Levana raised her hand to her face and began wiping her cheeks.
“For sixteen years, I have been a different father than my own and been proud of that. But now I’m frustrated because for the past year I’m sure that I have been like a monkey that won’t get off his back. He’s confused because I’m not like that. And now I’ve got him thinking that he has to prove his manhood to me. And that’s not what I want at all. I already respect him, but I’m struggling with knowing that I have less time than I ever imagined to pass on what I’ve learned. Not only am I getting cheated out of getting to see my son become a man, I feel he’s getting cheated by not having me there to lean on after he graduates from this hormonal overload.”
Robin’s eyes filled. “I wanted to help him buy his first car,” he said while raising his wineglass and his other hand at the same time in protest. “I wanted
to be there when he bought his first house and help him fix it up. I wanted to be there when he brought home the woman he was going to marry, and have the right to say something stupid and inappropriate like, ‘When do you guys think you’ll start trying to have kids?’.”
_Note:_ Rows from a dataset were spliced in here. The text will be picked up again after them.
//! Automatic evaluation of quiz attempts.
//!
//! Objective questions are marked against the answer key; each question is
//! all-or-nothing. Unanswered questions score zero.

use std::collections::HashMap;

use chrono::{DateTime, Utc};
use serde::{Deserialize, Serialize};

use crate::error::{ErrorKind, ValidationError};
use crate::model::{Question, QuestionType, Quiz, Student, Visibility};
use crate::scoring::percentage_of;

/// A student's answer to one question.
#[derive(Debug, Clone, PartialEq, Serialize, Deserialize)]
#[serde(untagged)]
pub enum Answer {
    Bool(bool),
    Text(String),
}

impl From<bool> for Answer {
    fn from(value: bool) -> Self {
        Answer::Bool(value)
    }
}

impl From<&str> for Answer {
    fn from(value: &str) -> Self {
        Answer::Text(value.to_string())
    }
}

/// How one question was marked.
#[derive(Debug, Clone, PartialEq, Serialize, Deserialize)]
pub struct QuestionOutcome {
    pub question_id: String,
    pub answered: bool,
    pub correct: bool,
    pub awarded: f64,
    pub marks: f64,
}

/// The marked attempt.
#[derive(Debug, Clone, PartialEq, Serialize, Deserialize)]
pub struct AttemptResult {
    pub score: f64,
    pub total_marks: f64,
    pub percentage: f64,
    pub passed: bool,
    pub correct_count: usize,
    pub outcomes: Vec<QuestionOutcome>,
}

/// Mark an attempt. `answers` is keyed by question id.
pub fn evaluate_attempt(quiz: &Quiz, answers: &HashMap<String, Answer>) -> AttemptResult {
    let outcomes: Vec<QuestionOutcome> = quiz
        .questions
        .iter()
        .map(|question| {
            let answer = answers.get(&question.id);
            let correct = answer.is_some_and(|a| is_correct(question, a));
            QuestionOutcome {
                question_id: question.id.clone(),
                answered: answer.is_some(),
                correct,
                awarded: if correct { question.marks } else { 0.0 },
                marks: question.marks,
            }
        })
        .collect();

    let score: f64 = outcomes.iter().map(|o| o.awarded).sum();
    let total_marks = quiz.total_marks();
    let percentage = percentage_of(score, total_marks);

    AttemptResult {
        score,
        total_marks,
        percentage,
        passed: percentage >= quiz.passing_percentage,
        correct_count: outcomes.iter().filter(|o| o.correct).count(),
        outcomes,
    }
}

fn is_correct(question: &Question, answer: &Answer) -> bool {
    match (question.question_type, answer) {
        (QuestionType::Mcq, Answer::Text(chosen)) => question
            .correct_option()
            .is_some_and(|o| o.option_text.trim().eq_ignore_ascii_case(chosen.trim())),
        (QuestionType::TrueFalse, answer) => {
            let expected = question
                .correct_option()
                .map(|o| o.option_text.eq_ignore_ascii_case("true"));
            let given = match answer {
                Answer::Bool(b) => Some(*b),
                Answer::Text(t) => match t.trim().to_lowercase().as_str() {
                    "true" => Some(true),
                    "false" => Some(false),
                    _ => None,
                },
            };
            expected.is_some() && expected == given
        }
        (QuestionType::ShortAnswer, Answer::Text(text)) => {
            text.trim().to_lowercase() == question.correct_answer_text.trim().to_lowercase()
        }
        _ => false,
    }
}

/// Check whether `student` may start another attempt at `now`.
pub fn check_attempt_allowed(
    quiz: &Quiz,
    student: &Student,
    now: DateTime<Utc>,
    attempts_used: u32,
) -> Result<(), ValidationError> {
    if quiz.visibility != Visibility::Published {
        return Err(ValidationError::new(
            ErrorKind::QuizNotPublished,
            format!("quiz '{}' is not published", quiz.title),
        ));
    }
    if !quiz.is_visible_to(student) {
        return Err(ValidationError::new(
            ErrorKind::StudentNotAssigned,
            format!("student {} is not assigned to '{}'", student.id, quiz.title),
        ));
    }
    if quiz.starts_at.is_some_and(|start| now < start) {
        return Err(ValidationError::new(
            ErrorKind::QuizClosed,
            format!("quiz '{}' has not opened yet", quiz.title),
        ));
    }
    if quiz.ends_at.is_some_and(|end| now > end) {
        return Err(ValidationError::new(
            ErrorKind::QuizClosed,
            format!("quiz '{}' has closed", quiz.title),
        ));
    }
    if attempts_used >= quiz.max_attempts {
        return Err(ValidationError::new(
            ErrorKind::AttemptsExhausted,
            format!(
                "all {} attempt(s) at '{}' have been used",
                quiz.max_attempts, quiz.title
            ),
        ));
    }
    Ok(())
}

#[cfg(test)]
mod tests {
    use super::*;
    use crate::model::{AccessType, AnswerOption};
    use crate::question::validate_question;
    use chrono::Duration;
    use std::collections::BTreeSet;

    fn quiz() -> Quiz {
        let questions = vec![
            Question {
                id: "q1".into(),
                text: "Which trait enables `?` on Option?".into(),
                question_type: QuestionType::Mcq,
                marks: 2.0,
                options: vec![
                    AnswerOption::new("Try", true),
                    AnswerOption::new("From", false),
                ],
                correct_answer_text: String::new(),
            },
            Question {
                id: "q2".into(),
                text: "Slices own their data.".into(),
                question_type: QuestionType::TrueFalse,
                marks: 1.0,
                options: vec![],
                correct_answer_text: "False".into(),
            },
            Question {
                id: "q3".into(),
                text: "Keyword for a trait object?".into(),
                question_type: QuestionType::ShortAnswer,
                marks: 2.0,
                options: vec![],
                correct_answer_text: "dyn".into(),
            },
        ]
        .into_iter()
        .map(|q| validate_question(q).unwrap().into_inner())
        .collect();

        Quiz {
            id: "quiz".into(),
            title: "Traits".into(),
            description: String::new(),
            subject: "Rust".into(),
            class_semester: "CS-2A".into(),
            access_type: AccessType::AllClass,
            assigned_student_ids: BTreeSet::new(),
            questions,
            visibility: Visibility::Published,
            passing_percentage: 60.0,
            time_limit_minutes: Some(20),
            max_attempts: 2,
            starts_at: None,
            ends_at: None,
            created_at: Utc::now(),
        }
    }

    fn student(class_semester: &str) -> Student {
        Student {
            id: "s1".into(),
            username: "ana".into(),
            class_semester: class_semester.into(),
        }
    }

    #[test]
    fn all_correct() {
        let answers = HashMap::from([
            ("q1".to_string(), Answer::from(" try ")),
            ("q2".to_string(), Answer::from(false)),
            ("q3".to_string(), Answer::from("DYN")),
        ]);
        let result = evaluate_attempt(&quiz(), &answers);
        assert_eq!(result.score, 5.0);
        assert_eq!(result.percentage, 100.0);
        assert_eq!(result.correct_count, 3);
        assert!(result.passed);
    }

    #[test]
    fn partial_and_unanswered() {
        let answers = HashMap::from([
            ("q1".to_string(), Answer::from("From")),
            ("q2".to_string(), Answer::from("false")),
        ]);
        let result = evaluate_attempt(&quiz(), &answers);
        assert_eq!(result.score, 1.0);
        assert_eq!(result.percentage, 20.0);
        assert!(!result.passed);
        assert!(!result.outcomes[2].answered);
        assert_eq!(result.outcomes[1].awarded, 1.0);
    }

    #[test]
    fn mismatched_answer_shape_is_wrong() {
        let answers = HashMap::from([("q1".to_string(), Answer::from(true))]);
        let result = evaluate_attempt(&quiz(), &answers);
        assert!(!result.outcomes[0].correct);
        assert!(result.outcomes[0].answered);
    }

    #[test]
    fn answers_deserialize_untagged() {
        let answers: HashMap<String, Answer> =
            serde_json::from_str(r#"{"q1": "Try", "q2": false}"#).unwrap();
        assert_eq!(answers["q2"], Answer::Bool(false));
        assert_eq!(answers["q1"], Answer::Text("Try".into()));
    }

    #[test]
    fn attempt_gating() {
        let now = Utc::now();
        let mut q = quiz();
        assert!(check_attempt_allowed(&q, &student("CS-2A"), now, 1).is_ok());
        assert_eq!(
            check_attempt_allowed(&q, &student("CS-2A"), now, 2)
                .unwrap_err()
                .kind,
            ErrorKind::AttemptsExhausted
        );
        assert_eq!(
            check_attempt_allowed(&q, &student("CS-4B"), now, 0)
                .unwrap_err()
                .kind,
            ErrorKind::StudentNotAssigned
        );

        q.ends_at = Some(now - Duration::hours(1));
        assert_eq!(
            check_attempt_allowed(&q, &student("CS-2A"), now, 0)
                .unwrap_err()
                .kind,
            ErrorKind::QuizClosed
        );

        q.visibility = Visibility::Draft;
        assert_eq!(
            check_attempt_allowed(&q, &student("CS-2A"), now, 0)
                .unwrap_err()
                .kind,
            ErrorKind::QuizNotPublished
        );
    }
}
Levana kept wiping her eyes.
“I wanted all of that,” he said and wrapped his arms around her.
She hugged him back and then turned around and faced him. “I don’t know how much longer I can go not telling him what you have.”
“It’s not the right time yet,” Robin said.
Levana cried, “When will
it be?”
Robin stood up and walked to the railing overlooking the water. “I plan on telling him on the sail,” he said.
“How?”
“I don’t know yet. But I promise I will.”
She joined him. “I have a suggestion to help you with your lectures.”
He turned to her. “Anything. My method is ripping me apart.”
“I want you to buy a journal tomorrow after you drop Trist off at the hardware store. You can pick one up at Lily’s. It will be behind the art pencils before you get to the books.”
“I’m not a writer, Levana.”
“It doesn’t matter. You don’t have to sound writerly and call it a journal; call it a notebook.”
“What’s it for?”
“Whenever a lesson or piece of advice comes to mind, I want you to write it down,” she said. She gathered herself. “I will make sure he gets it.”
He considered her suggestion while watching the wind blow her hair away from her face, exposing her high cheekbones and dark complexion. “I have to ask this. Do you still want us to go?”
She didn’t hesitate. “Yes. And now I have to ask you something.
”
“Anything,” he said.
“Are you so hard on him about his future because at one time you thought he
was a mistake?”
“We did what we had to do.”
“Answer me.”
He pulled her against his chest and looked over her head at the water. The moon had slid behind a group of clouds, and the entire lake looked like a black bedsheet with someone moving their hands underneath it. “No. He was never a mistake,” he said. “And neither were you.”